Here's a look at some of what some of the 900-plus brands at the SIA Snow Show this past week had to offer:
_ CAMERAS – More skiers and snowboarders have been strapping cameras to their torsos or attaching them to helmets to capture action shots. This spring, GoPro will release a Wi-Fi BacPac that attaches to the back of a camera, allowing it to be controlled from a remote control worn on the wrist, or from a smart phone or device. That means kids riding through the halfpipe with cameras on their helmets could have their parents or buddies on the sidelines choosing when to snap the best shot.
_ NIGHT RIDER – Glowboardz LLC has embedded lights in the bottom of snowboards so they light up the snow when you ride at night. It's patented.
_ AS GOOD AS IT LOOKS – Skilogik has gotten attention for its artwork done not with paint or inks but by using different types of wood. The young company has won awards for their skis' performance so that company founder David Mazzarella is proud to say his products – with art designed by his wife, Mariella – ski as good as they look. For next winter, Skilogik debuts the Spinster terrain park ski with thicker edges along the edges under the foot for riding rails. The lightweight tips are designed to make it easier to spin. SIA lists Skilogik as among the top five brands with the highest growth in the last year.
_ SPLITBOARDS FOR ALL – New gear, technology and snow movies have fueled a hunger for riding terrain outside resort boundaries. Ski and snowboard makers have been branching out into making splitboards, which are worn like skis to hike up a mountain but can be joined so the rider can snowboard down. Next season Voile, Burton and Jones Snowboards are introducing women's-specific splitboards that in general are lighter, shorter and narrower to accommodate a smaller frame. Jones also has designed a backpack made for backcountry trips, with slots on the back and sides to stuff skis or boards, insulated straps to store hydration tubes, and an easily accessible storage spot in the front for safety gear.

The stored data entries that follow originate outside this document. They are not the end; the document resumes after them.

use std::future::Future;
use std::time::Duration;
use tracing::{debug, warn};

/// Backoff policy for establishing the store connection at startup.
///
/// Request-time store operations are never retried; this only covers the
/// initial connect so a database that comes up a few seconds after the
/// service does not abort the boot.
#[derive(Debug, Clone)]
pub struct RetryConfig {
    /// Retries after the first attempt
    pub max_retries: u32,

    /// Delay before the first retry in milliseconds
    pub initial_delay_ms: u64,

    /// Upper bound on any single delay in milliseconds
    pub max_delay_ms: u64,

    /// Delay multiplier applied after each failed attempt
    pub backoff_multiplier: u32,

    /// Randomise each delay to 50-100% of its nominal value
    pub use_jitter: bool,
}

impl RetryConfig {
    /// Defaults: 3 retries, 100ms initial delay, 5s cap, doubling, jitter on
    pub fn new() -> Self {
        Self::default()
    }

    pub fn with_max_retries(mut self, max_retries: u32) -> Self {
        self.max_retries = max_retries;
        self
    }

    pub fn with_initial_delay(mut self, delay_ms: u64) -> Self {
        self.initial_delay_ms = delay_ms;
        self
    }

    pub fn with_max_delay(mut self, delay_ms: u64) -> Self {
        self.max_delay_ms = delay_ms;
        self
    }

    pub fn without_jitter(mut self) -> Self {
        self.use_jitter = false;
        self
    }

    /// Nominal delay before retry number `attempt` (1-based), before jitter
    fn delay_for(&self, attempt: u32) -> u64 {
        let factor = u64::from(self.backoff_multiplier).saturating_pow(attempt.saturating_sub(1));
        self.initial_delay_ms
            .saturating_mul(factor)
            .min(self.max_delay_ms)
    }
}

impl Default for RetryConfig {
    fn default() -> Self {
        Self {
            max_retries: 3,
            initial_delay_ms: 100,
            max_delay_ms: 5000,
            backoff_multiplier: 2,
            use_jitter: true,
        }
    }
}

/// Retry an async operation with exponential backoff
///
/// # Example
/// ```ignore
/// use database::common::{RetryConfig, retry_with_backoff};
///
/// let config = RetryConfig::new().with_max_retries(5);
/// let client = retry_with_backoff(|| database::mongodb::connect_from_config(&mongo), config).await?;
/// ```
pub async fn retry_with_backoff<F, Fut, T, E>(mut operation: F, config: RetryConfig) -> Result<T, E>
where
    F: FnMut() -> Fut,
    Fut: Future<Output = Result<T, E>>,
    E: std::fmt::Display,
{
    let mut attempt = 0;

    loop {
        match operation().await {
            Ok(result) => {
                if attempt > 0 {
                    debug!("Operation succeeded after {} retries", attempt);
                }
                return Ok(result);
            }
            Err(e) => {
                attempt += 1;

                if attempt > config.max_retries {
                    warn!(
                        "Operation failed after {} attempts: {}",
                        config.max_retries + 1,
                        e
                    );
                    return Err(e);
                }

                let nominal = config.delay_for(attempt);
                let delay = if config.use_jitter {
                    apply_jitter(nominal)
                } else {
                    nominal
                };

                debug!(
                    "Operation failed (attempt {}/{}): {}. Retrying in {}ms...",
                    attempt, config.max_retries, e, delay
                );

                tokio::time::sleep(Duration::from_millis(delay)).await;
            }
        }
    }
}

/// Scale `delay` to a pseudo-random 50-100% of itself
fn apply_jitter(delay: u64) -> u64 {
    use std::collections::hash_map::RandomState;
    use std::hash::BuildHasher;

    let percent = 50 + RandomState::new().hash_one(std::time::SystemTime::now()) % 51;
    delay.saturating_mul(percent) / 100
}

/// Retry with the default [`RetryConfig`]
pub async fn retry<F, Fut, T, E>(operation: F) -> Result<T, E>
where
    F: FnMut() -> Fut,
    Fut: Future<Output = Result<T, E>>,
    E: std::fmt::Display,
{
    retry_with_backoff(operation, RetryConfig::default()).await
}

_ SURFIN' USA – Surf shapes are showing up on snow. Norwegian snowboarding giant Terje Haakonsen has helped Burton design the Cheetah, which looks like a surfboard with a pointed tip and V-tail. Meanwhile tiny Venture Snowboards, based in Silverton, Colo., is bringing back its Euphoria board, this time shaped like a surfboard, complete with a swallowtail, and that can be ridden like a surfboard – with no bindings but a leash. Powder rider Johan Olofsson, known for surfing through snow, helped design it. "When you ride powder, it's really more like surfing than snowboarding," said Christine Rasmussen of Venture. The Euphoria is being offered as a solid board or as a splitboard. These boards are meant strictly for deep, deep powder, "at least knee-deep," Rasmussen said.
In a surprise, snowboard maker Lib Tech gave retailers a glimpse at its first surfboards, made with a proprietary closed-cell foam that doesn't absorb water, a concave top, and grips to hold on to on the side. Company co-founder Mike Olson said his goal was to design a surfboard with strong performance but that was made in a way that's less toxic to the environment, with less fumes, especially because he and an employee are making the boards themselves. "I want to live to be old," Olson said.
_ ROCK ON – One trend that is sticking around is the rocker, or reverse camber, shape in skis and snowboards that have made them easier to ride. The rocker is more of a "U" shape than the arc of traditional camber, meaning tips are less likely to get stuck in snow. Some East Coast shops say some riders who bought rocker boards are going back to traditional camber to ride icier slopes there. But many manufacturers are experimenting with exactly where to place rocker and traditional camber and mixing them together on a ski or board to give all riders better grip and glide through the snow.
"Creating a product that's easier to use on the hill is the giant race right now," Black Tie Ski Rentals co-founder Joe Sternberg said. "That's what it's about for ski resorts, making it easier for families and not having them want to go to Disneyland for Christmas but go to ski areas."
For all the bells and whistles of new products at the SIA Snow Show, Sternberg only goes to look for durable, attractive, high-end gear he can rent out dozens of times. His top picks for skis include the Atomic Access and K2 Superstitious, while his customers are fans of Atomic Live Fit boots.